Ecommerce sites in China such as WeChat have taken action against people selling fake face masks and those that market the products at a higher price. Labeled as a basic commodity in the country today, China's biggest social media platform has decided to sue users who sell these products through the app.
WeChat filed lawsuits against five people who used the social media platform to sell fake masks to the public in China. The company's owner Tencent demanded a public apology and a compensation of one million yuan against each defendant.
The sold masks were of poor quality and the selling thereof has been a recurring public problem in the country for local eCommerce platforms. The suits were filed in Shenzhen last Tuesday. The company also announced that it would take a stand against illegal sellers that are taking advantage of the public health crisis to earn more money through unprecedented means.
Since January, Tencent has condemned 3,200 accounts and 1,800 groups that marketed illicit information about the medicine and medical equipment. It also banned items such as wildlife and punished those who violate privacy regulations.
The announcement from the company did not reveal the privacy violations committed by its users, but some Wuhan residents were shown to have been spreading the virus deliberately. The company then claimed that it punished about 4,300 of its official accounts and more than 400 mini-programs for violating fraud statues relating to masks and donations to the public.

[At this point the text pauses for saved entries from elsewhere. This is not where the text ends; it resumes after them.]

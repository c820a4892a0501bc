//! Merged XMLTV emission
//!
//! Joins enabled channels with the per-source programme stores into one
//! guide document. Emission is streamed: fragments go out through a
//! channel-backed body as they are produced, so a large guide never fully
//! materializes in memory.

use anyhow::Result;
use bytes::Bytes;
use chrono::Utc;
use futures::Stream;
use quick_xml::events::{BytesDecl, BytesEnd, BytesStart, BytesText, Event};
use quick_xml::Writer;
use std::collections::{BTreeMap, HashMap, HashSet};
use std::path::PathBuf;
use tokio::sync::mpsc;
use tracing::{debug, error};

use crate::config::ConfigStore;
use crate::database::Database;
use crate::epg::parser::format_xmltv_time;
use crate::epg::store::ProgrammeStore;

const FLUSH_THRESHOLD: usize = 32 * 1024;

/// One emission target: a programme-store channel id mapped back to the
/// guide id it must be published under, with the owning portal's offset.
struct ChannelBinding {
    store_channel_id: String,
    epg_id: String,
    offset_minutes: i64,
}

/// Build the guide as a byte stream suitable for a chunked HTTP body.
pub fn xmltv_stream(
    database: Database,
    config: ConfigStore,
    sources_dir: PathBuf,
) -> impl Stream<Item = std::result::Result<Bytes, std::io::Error>> {
    let (tx, rx) = mpsc::channel::<Bytes>(16);
    tokio::spawn(async move {
        if let Err(err) = emit(database, config, sources_dir, tx).await {
            error!("XMLTV emission failed: {err}");
        }
    });
    futures::stream::unfold(rx, |mut rx| async move {
        rx.recv().await.map(|chunk| (Ok(chunk), rx))
    })
}

/// Convenience for tests and one-shot callers: the whole document.
pub async fn emit_to_string(
    database: Database,
    config: ConfigStore,
    sources_dir: PathBuf,
) -> Result<String> {
    let (tx, mut rx) = mpsc::channel::<Bytes>(16);
    let task = tokio::spawn(emit(database, config, sources_dir, tx));
    let mut out = Vec::new();
    while let Some(chunk) = rx.recv().await {
        out.extend_from_slice(&chunk);
    }
    task.await??;
    Ok(String::from_utf8(out)?)
}

async fn emit(
    database: Database,
    config: ConfigStore,
    sources_dir: PathBuf,
    tx: mpsc::Sender<Bytes>,
) -> Result<()> {
    let settings = config.settings();
    let portals = config.portals();
    let now = Utc::now().timestamp();
    let past_cutoff = now - (settings.epg_past_hours * 3600.0) as i64;
    let future_cutoff = now + (settings.epg_future_hours * 3600.0) as i64;

    let channels = database.list_enabled_channels().await?;

    let mut writer = Writer::new(Vec::with_capacity(FLUSH_THRESHOLD * 2));
    writer.write_event(Event::Decl(BytesDecl::new("1.0", Some("UTF-8"), None)))?;
    let mut tv = BytesStart::new("tv");
    tv.push_attribute(("generator-info-name", "stalker-proxy"));
    writer.write_event(Event::Start(tv))?;

    // Channel elements, one per distinct effective EPG id, while
    // collecting which source serves which guide id.
    let mut seen: HashSet<String> = HashSet::new();
    let mut per_source: BTreeMap<String, Vec<ChannelBinding>> = BTreeMap::new();

    for channel in &channels {
        let epg_id = channel.effective_epg_id().to_string();
        if epg_id.is_empty() || !seen.insert(epg_id.clone()) {
            continue;
        }

        let offset_minutes = portals
            .get(&channel.portal_id)
            .map(|p| i64::from(p.epg_offset))
            .unwrap_or(0);

        // Resolution order: verbatim id in a source, case-folded alias,
        // then the owning portal's own guide store.
        let (source_id, store_channel_id, resolved_icon, resolved_lcn) =
            match database.resolve_epg_id(&epg_id).await? {
                Some(hit) => (hit.source_id, hit.channel_id, hit.icon, hit.lcn),
                None => (
                    channel.portal_id.clone(),
                    epg_id.clone(),
                    String::new(),
                    String::new(),
                ),
            };

        let mut element = BytesStart::new("channel");
        element.push_attribute(("id", epg_id.as_str()));
        writer.write_event(Event::Start(element))?;

        writer.write_event(Event::Start(BytesStart::new("display-name")))?;
        writer.write_event(Event::Text(BytesText::new(
            channel.effective_display_name(),
        )))?;
        writer.write_event(Event::End(BytesEnd::new("display-name")))?;

        let icon = if channel.logo.is_empty() {
            resolved_icon
        } else {
            channel.logo.clone()
        };
        if !icon.is_empty() {
            let mut icon_element = BytesStart::new("icon");
            icon_element.push_attribute(("src", icon.as_str()));
            writer.write_event(Event::Empty(icon_element))?;
        }

        let lcn = if channel.effective_number().is_empty() {
            resolved_lcn
        } else {
            channel.effective_number().to_string()
        };
        if !lcn.is_empty() {
            writer.write_event(Event::Start(BytesStart::new("lcn")))?;
            writer.write_event(Event::Text(BytesText::new(&lcn)))?;
            writer.write_event(Event::End(BytesEnd::new("lcn")))?;
        }

        writer.write_event(Event::End(BytesEnd::new("channel")))?;
        if !flush_if_due(&mut writer, &tx).await {
            return Ok(());
        }

        per_source
            .entry(source_id)
            .or_default()
            .push(ChannelBinding {
                store_channel_id,
                epg_id,
                offset_minutes,
            });
    }

    // Programme elements, source by source.
    for (source_id, bindings) in per_source {
        let store = match ProgrammeStore::open(&sources_dir, &source_id).await {
            Ok(store) => store,
            Err(err) => {
                debug!("No programme store for source {source_id}: {err}");
                continue;
            }
        };

        let mut id_map: HashMap<&str, Vec<&ChannelBinding>> = HashMap::new();
        for binding in &bindings {
            id_map
                .entry(binding.store_channel_id.as_str())
                .or_default()
                .push(binding);
        }
        let ids: Vec<String> = id_map.keys().map(|id| id.to_string()).collect();

        let rows = store.query_range(&ids, past_cutoff, future_cutoff).await?;
        for row in rows {
            let Some(bindings) = id_map.get(row.channel_id.as_str()) else {
                continue;
            };
            for binding in bindings {
                let start = format_xmltv_time(row.start_ts + binding.offset_minutes * 60);
                let stop = format_xmltv_time(row.stop_ts + binding.offset_minutes * 60);

                let mut element = BytesStart::new("programme");
                element.push_attribute(("channel", binding.epg_id.as_str()));
                element.push_attribute(("start", start.as_str()));
                element.push_attribute(("stop", stop.as_str()));
                writer.write_event(Event::Start(element))?;

                writer.write_event(Event::Start(BytesStart::new("title")))?;
                writer.write_event(Event::Text(BytesText::new(&row.title)))?;
                writer.write_event(Event::End(BytesEnd::new("title")))?;

                if !row.sub_title.is_empty() {
                    writer.write_event(Event::Start(BytesStart::new("sub-title")))?;
                    writer.write_event(Event::Text(BytesText::new(&row.sub_title)))?;
                    writer.write_event(Event::End(BytesEnd::new("sub-title")))?;
                }
                if !row.description.is_empty() {
                    writer.write_event(Event::Start(BytesStart::new("desc")))?;
                    writer.write_event(Event::Text(BytesText::new(&row.description)))?;
                    writer.write_event(Event::End(BytesEnd::new("desc")))?;
                }
                for category in row.categories.split(',').filter(|c| !c.is_empty()) {
                    writer.write_event(Event::Start(BytesStart::new("category")))?;
                    writer.write_event(Event::Text(BytesText::new(category)))?;
                    writer.write_event(Event::End(BytesEnd::new("category")))?;
                }
                if !row.episode_num.is_empty() {
                    writer.write_event(Event::Start(BytesStart::new("episode-num")))?;
                    writer.write_event(Event::Text(BytesText::new(&row.episode_num)))?;
                    writer.write_event(Event::End(BytesEnd::new("episode-num")))?;
                }
                if !row.rating.is_empty() {
                    writer.write_event(Event::Start(BytesStart::new("rating")))?;
                    writer.write_event(Event::Start(BytesStart::new("value")))?;
                    writer.write_event(Event::Text(BytesText::new(&row.rating)))?;
                    writer.write_event(Event::End(BytesEnd::new("value")))?;
                    writer.write_event(Event::End(BytesEnd::new("rating")))?;
                }
                if !row.icon.is_empty() {
                    let mut icon_element = BytesStart::new("icon");
                    icon_element.push_attribute(("src", row.icon.as_str()));
                    writer.write_event(Event::Empty(icon_element))?;
                }

                writer.write_event(Event::End(BytesEnd::new("programme")))?;
            }
            if !flush_if_due(&mut writer, &tx).await {
                return Ok(());
            }
        }
    }

    writer.write_event(Event::End(BytesEnd::new("tv")))?;
    let remainder = std::mem::take(writer.get_mut());
    if !remainder.is_empty() {
        let _ = tx.send(Bytes::from(remainder)).await;
    }
    Ok(())
}

/// Ship the buffer once it passes the threshold. Returns false when the
/// consumer went away — a client disconnect, not an error.
async fn flush_if_due(writer: &mut Writer<Vec<u8>>, tx: &mpsc::Sender<Bytes>) -> bool {
    if writer.get_ref().len() >= FLUSH_THRESHOLD {
        let chunk = std::mem::take(writer.get_mut());
        if tx.send(Bytes::from(chunk)).await.is_err() {
            debug!("Guide consumer disconnected mid-emission");
            return false;
        }
    }
    true
}

#[cfg(test)]
mod tests {
    use super::*;
    use crate::catalog::test_support::test_config;
    use crate::database::channels::upsert_channel;
    use crate::database::test_database;
    use crate::epg::parser::parse_xmltv;
    use crate::models::{ChannelRecord, EpgSourceRecord, EpgSourceType, ProgrammeRow};

    async fn seed_channel(db: &Database, portal: &str, id: &str, name: &str, custom_epg: &str) {
        {
            let mut conn = db.pool().acquire().await.unwrap();
            let rec = ChannelRecord {
                portal_id: portal.into(),
                channel_id: id.into(),
                name: name.into(),
                number: "1".into(),
                enabled: true,
                channel_hash: "h".into(),
                ..Default::default()
            };
            upsert_channel(&mut conn, &rec).await.unwrap();
        }
        // custom_epg_id is operator data, set directly
        sqlx::query("UPDATE channels SET custom_epg_id = ? WHERE channel_id = ?")
            .bind(custom_epg)
            .bind(id)
            .execute(db.pool())
            .await
            .unwrap();
    }

    #[tokio::test]
    async fn ingest_then_emit_round_trips_programmes() {
        let db = test_database().await;
        let dir = tempfile::tempdir().unwrap();
        let config = test_config("p1", &["00:1A:79:AA"]);

        // Guide source with one channel and one programme in-window
        let now = Utc::now().timestamp();
        let start = now - 600;
        let stop = now + 3000;
        let sample = format!(
            r#"<tv><channel id="X"><display-name>ABC</display-name></channel>
            <programme start="{}" stop="{}" channel="X"><title>Nightly</title><desc>News</desc></programme></tv>"#,
            format_xmltv_time(start),
            format_xmltv_time(stop),
        );
        let parsed = parse_xmltv(&sample, "s1").unwrap();
        db.upsert_epg_source(&EpgSourceRecord {
            source_id: "s1".into(),
            name: "S1".into(),
            url: String::new(),
            source_type: EpgSourceType::Custom,
            enabled: true,
            interval_hours: 24.0,
            last_fetch: None,
            last_refresh: None,
        })
        .await
        .unwrap();
        db.replace_epg_channels("s1", &parsed.channels)
            .await
            .unwrap();
        let store = ProgrammeStore::open(dir.path(), "s1").await.unwrap();
        store.insert_batch(&parsed.programmes).await.unwrap();

        // A channel row with custom_epg_id="X" binds to the source
        seed_channel(&db, "p1", "42", "ABC Feed HD", "X").await;

        let doc = emit_to_string(db, config, dir.path().to_path_buf())
            .await
            .unwrap();
        assert!(doc.contains(r#"<channel id="X">"#));
        assert!(doc.contains(r#"channel="X""#));
        assert!(doc.contains("<title>Nightly</title>"));
        assert!(doc.contains("<desc>News</desc>"));
        assert!(doc.contains(&format!(r#"start="{}""#, format_xmltv_time(start))));
    }

    #[tokio::test]
    async fn epg_offset_shifts_programme_times() {
        let db = test_database().await;
        let dir = tempfile::tempdir().unwrap();
        let config = test_config("p1", &["00:1A:79:AA"]);
        config
            .update(|file| {
                file.portals.get_mut("p1").unwrap().epg_offset = 60;
            })
            .unwrap();

        let now = Utc::now().timestamp();
        let start = now + 60;
        let stop = now + 3660;
        db.upsert_epg_source(&EpgSourceRecord {
            source_id: "s1".into(),
            name: "S1".into(),
            url: String::new(),
            source_type: EpgSourceType::Custom,
            enabled: true,
            interval_hours: 24.0,
            last_fetch: None,
            last_refresh: None,
        })
        .await
        .unwrap();
        db.replace_epg_channels(
            "s1",
            &[crate::models::EpgChannelRecord {
                source_id: "s1".into(),
                channel_id: "X".into(),
                display_name: "ABC".into(),
                ..Default::default()
            }],
        )
        .await
        .unwrap();
        let store = ProgrammeStore::open(dir.path(), "s1").await.unwrap();
        store
            .insert_batch(&[ProgrammeRow {
                channel_id: "X".into(),
                start_ts: start,
                stop_ts: stop,
                title: "Shifted".into(),
                ..Default::default()
            }])
            .await
            .unwrap();

        seed_channel(&db, "p1", "42", "ABC", "X").await;

        let doc = emit_to_string(db, config, dir.path().to_path_buf())
            .await
            .unwrap();
        // 60-minute portal offset applied at emission
        assert!(doc.contains(&format!(r#"start="{}""#, format_xmltv_time(start + 3600))));
    }

    #[tokio::test]
    async fn duplicate_epg_ids_emit_once() {
        let db = test_database().await;
        let dir = tempfile::tempdir().unwrap();
        let config = test_config("p1", &["00:1A:79:AA"]);

        seed_channel(&db, "p1", "1", "Same Name", "").await;
        seed_channel(&db, "p1", "2", "Same Name", "").await;

        let doc = emit_to_string(db, config, dir.path().to_path_buf())
            .await
            .unwrap();
        let occurrences = doc.matches(r#"<channel id="Same Name">"#).count();
        assert_eq!(occurrences, 1);
    }
}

According to The Verge, WeChat has been censoring keywords about the public health crisis since January 1, 2020. Research group Citizen Lab showed group chat conversations and found that some of the content was censored by the application. It was claimed that since public health officials from China informed the World Health Organization about the health crisis, Chinese social media sites have been directed to censor content shared through its platforms.
In other news, Bloomberg Law reported that USB Group AG has started to consider the allowance of bankers and traders to use WeChat Work to communicate with the clients. The service would allow them to advise on trading and deal-making in financial markets making the platform a financial hub that alleviates communication barriers caused by the public health crisis.
The Zurich-based lender has yearned to speed up the approval process of the service since last week. It has directed its top management committee to roll out employees by the end of March to realize the business plan. The company has also been meeting with a small group of bankers before the decision to use WeChat Work was decided.